SUPPLIED RECORDS Start Marker

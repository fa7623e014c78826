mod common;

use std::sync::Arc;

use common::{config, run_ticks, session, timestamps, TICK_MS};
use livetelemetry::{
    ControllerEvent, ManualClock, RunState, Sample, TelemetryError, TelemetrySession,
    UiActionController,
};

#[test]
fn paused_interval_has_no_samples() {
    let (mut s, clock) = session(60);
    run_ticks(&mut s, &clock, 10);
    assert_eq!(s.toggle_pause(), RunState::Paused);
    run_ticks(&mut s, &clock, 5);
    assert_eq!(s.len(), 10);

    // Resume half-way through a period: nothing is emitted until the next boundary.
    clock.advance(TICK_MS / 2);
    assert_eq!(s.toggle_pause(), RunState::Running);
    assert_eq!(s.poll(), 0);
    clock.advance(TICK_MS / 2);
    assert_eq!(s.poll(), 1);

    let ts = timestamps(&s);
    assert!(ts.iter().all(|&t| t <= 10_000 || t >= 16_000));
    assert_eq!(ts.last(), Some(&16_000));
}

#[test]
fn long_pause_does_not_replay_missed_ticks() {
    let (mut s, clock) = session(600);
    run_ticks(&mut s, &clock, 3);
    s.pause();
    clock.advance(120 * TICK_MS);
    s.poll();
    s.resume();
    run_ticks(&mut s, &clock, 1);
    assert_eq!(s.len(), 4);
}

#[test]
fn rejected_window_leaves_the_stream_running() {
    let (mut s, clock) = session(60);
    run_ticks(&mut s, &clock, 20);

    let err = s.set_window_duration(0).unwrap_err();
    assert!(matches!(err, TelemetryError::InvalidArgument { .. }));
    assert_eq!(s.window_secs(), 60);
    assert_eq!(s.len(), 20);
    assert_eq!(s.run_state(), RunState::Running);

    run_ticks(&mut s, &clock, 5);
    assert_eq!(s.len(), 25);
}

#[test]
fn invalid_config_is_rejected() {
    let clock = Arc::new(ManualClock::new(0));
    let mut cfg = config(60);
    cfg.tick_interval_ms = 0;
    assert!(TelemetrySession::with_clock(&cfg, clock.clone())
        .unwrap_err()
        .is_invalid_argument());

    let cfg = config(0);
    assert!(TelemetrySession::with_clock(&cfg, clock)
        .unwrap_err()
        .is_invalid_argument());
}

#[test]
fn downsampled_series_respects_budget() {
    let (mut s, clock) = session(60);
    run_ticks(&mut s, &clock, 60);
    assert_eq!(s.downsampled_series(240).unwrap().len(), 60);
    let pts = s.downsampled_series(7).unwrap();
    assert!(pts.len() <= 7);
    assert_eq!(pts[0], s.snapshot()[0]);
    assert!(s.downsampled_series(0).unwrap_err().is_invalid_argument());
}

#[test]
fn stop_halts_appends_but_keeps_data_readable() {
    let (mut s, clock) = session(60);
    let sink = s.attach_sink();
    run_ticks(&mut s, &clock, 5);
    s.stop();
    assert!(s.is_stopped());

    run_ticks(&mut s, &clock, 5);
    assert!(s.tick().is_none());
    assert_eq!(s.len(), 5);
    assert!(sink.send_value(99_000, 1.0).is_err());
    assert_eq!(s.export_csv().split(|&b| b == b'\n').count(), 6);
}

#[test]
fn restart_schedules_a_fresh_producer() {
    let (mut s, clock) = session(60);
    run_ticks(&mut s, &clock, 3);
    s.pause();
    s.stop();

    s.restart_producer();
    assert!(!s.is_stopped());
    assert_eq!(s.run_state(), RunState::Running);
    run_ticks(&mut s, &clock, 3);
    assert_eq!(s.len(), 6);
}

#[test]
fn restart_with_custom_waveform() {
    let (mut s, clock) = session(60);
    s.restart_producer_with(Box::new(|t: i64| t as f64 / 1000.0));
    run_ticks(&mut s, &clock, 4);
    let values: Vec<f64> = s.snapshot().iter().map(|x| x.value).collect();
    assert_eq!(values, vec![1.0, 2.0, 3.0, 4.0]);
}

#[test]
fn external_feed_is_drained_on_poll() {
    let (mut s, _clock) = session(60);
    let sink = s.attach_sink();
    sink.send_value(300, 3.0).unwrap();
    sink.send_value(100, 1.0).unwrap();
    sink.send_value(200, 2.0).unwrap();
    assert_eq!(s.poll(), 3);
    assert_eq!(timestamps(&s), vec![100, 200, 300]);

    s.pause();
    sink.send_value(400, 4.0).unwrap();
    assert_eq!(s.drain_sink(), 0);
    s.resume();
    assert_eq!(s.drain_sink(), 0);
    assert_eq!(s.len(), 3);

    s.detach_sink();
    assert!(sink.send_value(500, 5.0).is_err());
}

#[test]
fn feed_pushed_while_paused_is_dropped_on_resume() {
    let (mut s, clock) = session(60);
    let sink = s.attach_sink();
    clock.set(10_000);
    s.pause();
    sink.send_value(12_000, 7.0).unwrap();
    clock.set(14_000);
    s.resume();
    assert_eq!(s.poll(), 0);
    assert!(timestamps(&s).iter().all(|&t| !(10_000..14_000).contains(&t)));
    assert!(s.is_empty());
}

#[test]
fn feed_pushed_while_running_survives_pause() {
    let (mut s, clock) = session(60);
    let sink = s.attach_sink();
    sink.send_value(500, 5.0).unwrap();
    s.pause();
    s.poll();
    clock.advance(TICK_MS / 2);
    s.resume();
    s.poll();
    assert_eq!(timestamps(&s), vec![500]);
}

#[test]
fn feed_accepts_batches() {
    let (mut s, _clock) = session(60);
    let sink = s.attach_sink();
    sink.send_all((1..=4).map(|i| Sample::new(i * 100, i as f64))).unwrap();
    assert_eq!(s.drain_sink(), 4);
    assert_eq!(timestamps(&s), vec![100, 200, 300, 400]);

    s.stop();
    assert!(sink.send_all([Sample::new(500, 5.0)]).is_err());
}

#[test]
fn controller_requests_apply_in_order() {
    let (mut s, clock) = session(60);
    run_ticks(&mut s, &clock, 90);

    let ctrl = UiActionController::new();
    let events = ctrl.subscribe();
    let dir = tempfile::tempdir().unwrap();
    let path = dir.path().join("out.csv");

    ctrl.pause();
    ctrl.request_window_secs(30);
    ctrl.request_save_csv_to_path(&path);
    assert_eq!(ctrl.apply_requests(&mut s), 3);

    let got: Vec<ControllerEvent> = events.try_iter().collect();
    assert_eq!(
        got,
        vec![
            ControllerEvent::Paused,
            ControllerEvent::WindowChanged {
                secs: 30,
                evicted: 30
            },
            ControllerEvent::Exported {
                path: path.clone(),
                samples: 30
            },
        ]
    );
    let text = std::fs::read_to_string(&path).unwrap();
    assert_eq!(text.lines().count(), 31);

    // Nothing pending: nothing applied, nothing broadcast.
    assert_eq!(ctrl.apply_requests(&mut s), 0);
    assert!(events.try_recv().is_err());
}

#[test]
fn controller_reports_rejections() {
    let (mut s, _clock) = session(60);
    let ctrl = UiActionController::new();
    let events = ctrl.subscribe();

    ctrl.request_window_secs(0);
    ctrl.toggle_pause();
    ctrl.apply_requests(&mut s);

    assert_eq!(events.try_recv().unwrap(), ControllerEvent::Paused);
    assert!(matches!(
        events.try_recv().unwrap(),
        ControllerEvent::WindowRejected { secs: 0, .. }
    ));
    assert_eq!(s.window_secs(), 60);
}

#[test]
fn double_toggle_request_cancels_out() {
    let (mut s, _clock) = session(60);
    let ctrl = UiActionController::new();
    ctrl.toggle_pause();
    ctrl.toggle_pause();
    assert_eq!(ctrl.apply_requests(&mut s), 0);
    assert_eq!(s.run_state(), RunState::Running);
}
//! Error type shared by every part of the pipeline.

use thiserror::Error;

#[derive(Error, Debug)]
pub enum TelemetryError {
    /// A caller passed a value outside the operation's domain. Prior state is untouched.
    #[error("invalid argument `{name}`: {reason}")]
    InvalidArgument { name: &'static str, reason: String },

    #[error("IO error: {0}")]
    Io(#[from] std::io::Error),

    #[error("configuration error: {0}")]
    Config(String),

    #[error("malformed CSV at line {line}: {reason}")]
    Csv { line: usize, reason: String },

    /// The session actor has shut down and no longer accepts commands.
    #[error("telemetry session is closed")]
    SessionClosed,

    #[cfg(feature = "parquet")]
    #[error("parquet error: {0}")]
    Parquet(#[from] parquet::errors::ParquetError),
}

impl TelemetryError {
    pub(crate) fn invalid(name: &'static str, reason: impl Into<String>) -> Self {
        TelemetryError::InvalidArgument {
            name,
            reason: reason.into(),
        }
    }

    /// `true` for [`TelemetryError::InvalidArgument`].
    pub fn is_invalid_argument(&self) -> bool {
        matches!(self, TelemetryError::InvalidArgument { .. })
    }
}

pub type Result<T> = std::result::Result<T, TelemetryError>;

SUPPLIED RECORDS End Marker

## EXERCISE PROMPT
Read the records above. Show each line that has the string "name".

## RESULT FOR THIS EXERCISE
    #[error("invalid argument `{name}`: {reason}")]
    InvalidArgument { name: &'static str, reason: String },
    pub(crate) fn invalid(name: &'static str, reason: impl Into<String>) -> Self {
            name,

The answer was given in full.